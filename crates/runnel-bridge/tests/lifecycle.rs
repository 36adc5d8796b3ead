//! Integration test: the lifecycle protocol driven through `dispatch`.
//!
//! Uses the scripted adapter so every engine call can be counted and
//! every failure mode scheduled.

use runnel_bridge::message::decode_address;
use runnel_bridge::{BridgeInstance, BridgeOptions, SimulationState, StatusCode, DEFAULT_CAPACITY};
use runnel_test_utils::ScriptedAdapter;

const INITIALIZE: i32 = 0;
const CALCULATE: i32 = 1;
const REPORT_VERSION: i32 = 2;
const REPORT_ARGUMENTS: i32 = 3;
const CLEANUP: i32 = 99;

struct Harness {
    bridge: BridgeInstance<ScriptedAdapter>,
    inputs: [f64; DEFAULT_CAPACITY],
    outputs: [f64; DEFAULT_CAPACITY],
}

impl Harness {
    fn new(adapter: ScriptedAdapter) -> Self {
        Self {
            bridge: BridgeInstance::new(adapter),
            inputs: [0.0; DEFAULT_CAPACITY],
            outputs: [0.0; DEFAULT_CAPACITY],
        }
    }

    fn call(&mut self, code: i32) -> StatusCode {
        self.bridge.dispatch(code, &self.inputs, &mut self.outputs)
    }

    fn message(&self) -> String {
        let msg = self.bridge.last_message().expect("message stored");
        assert_eq!(
            decode_address(self.outputs[0]),
            msg.as_ptr() as usize,
            "outputs[0] must carry the address of the stored message"
        );
        msg.to_str().unwrap().to_string()
    }
}

#[test]
fn calculate_before_initialize_fails_without_engine_calls() {
    let adapter = ScriptedAdapter::new();
    let counts = adapter.counts();
    let mut h = Harness::new(adapter);
    h.outputs = [3.0; DEFAULT_CAPACITY];
    assert_eq!(h.call(CALCULATE), StatusCode::Failure);
    assert_eq!(h.call(CLEANUP), StatusCode::Failure);
    assert_eq!(h.outputs, [3.0; DEFAULT_CAPACITY]);
    assert_eq!(counts.construct(), 0);
    assert_eq!(counts.step(), 0);
    assert_eq!(counts.destroy(), 0);
    assert_eq!(h.bridge.state(), SimulationState::Uninitialized);
}

#[test]
fn full_lifecycle_then_only_metadata() {
    let adapter = ScriptedAdapter::new().with_arity(1, 2);
    let counts = adapter.counts();
    let mut h = Harness::new(adapter);
    assert_eq!(h.call(INITIALIZE), StatusCode::Success);
    for n in 1..=25 {
        h.inputs[0] = n as f64;
        assert_eq!(h.call(CALCULATE), StatusCode::Success);
        assert_eq!(h.outputs[0], 2.0 * n as f64);
        assert_eq!(h.outputs[1], n as f64);
    }
    assert_eq!(h.call(CLEANUP), StatusCode::Success);
    assert_eq!(h.bridge.state(), SimulationState::Finalized);
    assert!(h.bridge.engine().is_none());

    for code in [INITIALIZE, CALCULATE, CLEANUP] {
        assert_eq!(h.call(code), StatusCode::Failure);
    }
    assert_eq!(h.call(REPORT_VERSION), StatusCode::Success);
    assert_eq!(h.call(REPORT_ARGUMENTS), StatusCode::Success);
    assert_eq!(&h.outputs[..2], &[1.0, 2.0]);
    assert_eq!(counts.construct(), 1);
    assert_eq!(counts.step(), 25);
    assert_eq!(counts.destroy(), 1);
}

#[test]
fn metadata_is_identical_in_every_state() {
    let mut h = Harness::new(ScriptedAdapter::new().with_version(4.1).with_arity(1, 3));
    let mut answers = Vec::new();
    let mut record = |h: &mut Harness| {
        for _ in 0..2 {
            assert_eq!(h.call(REPORT_VERSION), StatusCode::Success);
            let version = h.outputs[0];
            assert_eq!(h.call(REPORT_ARGUMENTS), StatusCode::Success);
            answers.push((version, h.outputs[0], h.outputs[1]));
        }
    };
    record(&mut h);
    h.call(INITIALIZE);
    record(&mut h);
    h.call(CLEANUP);
    record(&mut h);
    assert_eq!(answers.len(), 6);
    assert!(answers.iter().all(|a| *a == (4.1, 1.0, 3.0)));
}

#[test]
fn failed_calculate_keeps_ready() {
    let mut h = Harness::new(ScriptedAdapter::new().fail_step_at(2, "solver diverged"));
    h.call(INITIALIZE);
    assert_eq!(h.call(CALCULATE), StatusCode::Success);
    assert_eq!(h.call(CALCULATE), StatusCode::Success);
    assert_eq!(h.call(CALCULATE), StatusCode::FailureWithMessage);
    assert_eq!(h.message(), "solver diverged");
    assert_eq!(h.bridge.state(), SimulationState::Ready);
    h.inputs[0] = 1.0;
    assert_eq!(h.call(CALCULATE), StatusCode::Success);
    assert_eq!(h.outputs[0], 2.0);
}

#[test]
fn cleanup_twice() {
    let mut h = Harness::new(ScriptedAdapter::new());
    h.call(INITIALIZE);
    assert_eq!(h.call(CLEANUP), StatusCode::Success);
    assert_eq!(h.call(CLEANUP), StatusCode::Failure);
}

#[test]
fn initialize_twice_keeps_first_engine() {
    let adapter = ScriptedAdapter::new();
    let counts = adapter.counts();
    let mut h = Harness::new(adapter);
    assert_eq!(h.call(INITIALIZE), StatusCode::Success);
    assert_eq!(h.call(INITIALIZE), StatusCode::Failure);
    assert_eq!(counts.construct(), 1);
    assert_eq!(counts.live_engines(), 1);
}

#[test]
fn construct_failure_reports_message_and_allows_retry() {
    let mut h = Harness::new(ScriptedAdapter::new().fail_construct("input file does not exist: x.inp"));
    assert_eq!(h.call(INITIALIZE), StatusCode::FailureWithMessage);
    assert_eq!(h.message(), "input file does not exist: x.inp");
    assert_eq!(h.bridge.state(), SimulationState::Uninitialized);
    assert_eq!(h.call(CALCULATE), StatusCode::Failure);
    assert_eq!(h.call(INITIALIZE), StatusCode::FailureWithMessage);
}

#[test]
fn construct_panic_is_contained() {
    let mut h = Harness::new(ScriptedAdapter::new().panic_construct("bad model"));
    assert_eq!(h.call(INITIALIZE), StatusCode::FailureWithMessage);
    assert_eq!(h.message(), "engine panicked: bad model");
    assert_eq!(h.bridge.state(), SimulationState::Uninitialized);
}

#[test]
fn destroy_failure_still_finalizes() {
    let adapter = ScriptedAdapter::new().fail_destroy("could not close output");
    let counts = adapter.counts();
    let mut h = Harness::new(adapter);
    h.call(INITIALIZE);
    assert_eq!(h.call(CLEANUP), StatusCode::FailureWithMessage);
    assert_eq!(h.message(), "could not close output");
    assert_eq!(h.bridge.state(), SimulationState::Finalized);
    assert_eq!(counts.live_engines(), 0);
    assert_eq!(h.call(CLEANUP), StatusCode::Failure);
}

#[test]
fn message_persists_until_replaced() {
    let mut h = Harness::new(ScriptedAdapter::new().fail_step_at(0, "first"));
    h.call(INITIALIZE);
    h.call(CALCULATE);
    let address = h.outputs[0].to_bits();
    assert_eq!(h.call(REPORT_VERSION), StatusCode::Success);
    assert_eq!(h.call(CALCULATE), StatusCode::Success);
    let stored = h.bridge.last_message().unwrap();
    assert_eq!(stored.as_ptr() as usize as u64, address);
    assert_eq!(stored.to_str().unwrap(), "first");
}

#[test]
fn undersized_buffers_fail_before_anything_runs() {
    let adapter = ScriptedAdapter::new();
    let counts = adapter.counts();
    let mut bridge = BridgeInstance::new(adapter);
    let inputs = [0.0; 4];
    let mut outputs = [9.0; 4];
    for code in [INITIALIZE, CALCULATE, REPORT_VERSION, REPORT_ARGUMENTS, CLEANUP] {
        assert_eq!(bridge.dispatch(code, &inputs, &mut outputs), StatusCode::Failure);
    }
    assert_eq!(outputs, [9.0; 4]);
    let mut full = [9.0; DEFAULT_CAPACITY];
    assert_eq!(bridge.dispatch(INITIALIZE, &[], &mut full), StatusCode::Failure);
    assert_eq!(full, [9.0; DEFAULT_CAPACITY]);
    assert_eq!(counts.construct(), 0);
    assert_eq!(counts.metadata(), 0);
}

#[test]
fn custom_capacity_accepts_smaller_buffers() {
    let mut bridge =
        BridgeInstance::with_options(ScriptedAdapter::new(), BridgeOptions { capacity: 2 });
    let inputs = [1.0, 0.0];
    let mut outputs = [0.0; 2];
    assert_eq!(bridge.dispatch(INITIALIZE, &inputs, &mut outputs), StatusCode::Success);
    assert_eq!(bridge.dispatch(CALCULATE, &inputs, &mut outputs), StatusCode::Success);
    assert_eq!(outputs[0], 2.0);
}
+---+
Find the lines above holding the word "dispatch" and show them.

//! Integration test: the lifecycle protocol driven through `dispatch`.
        self.bridge.dispatch(code, &self.inputs, &mut self.outputs)
        assert_eq!(bridge.dispatch(code, &inputs, &mut outputs), StatusCode::Failure);
    assert_eq!(bridge.dispatch(INITIALIZE, &[], &mut full), StatusCode::Failure);
    assert_eq!(bridge.dispatch(INITIALIZE, &inputs, &mut outputs), StatusCode::Success);
    assert_eq!(bridge.dispatch(CALCULATE, &inputs, &mut outputs), StatusCode::Success);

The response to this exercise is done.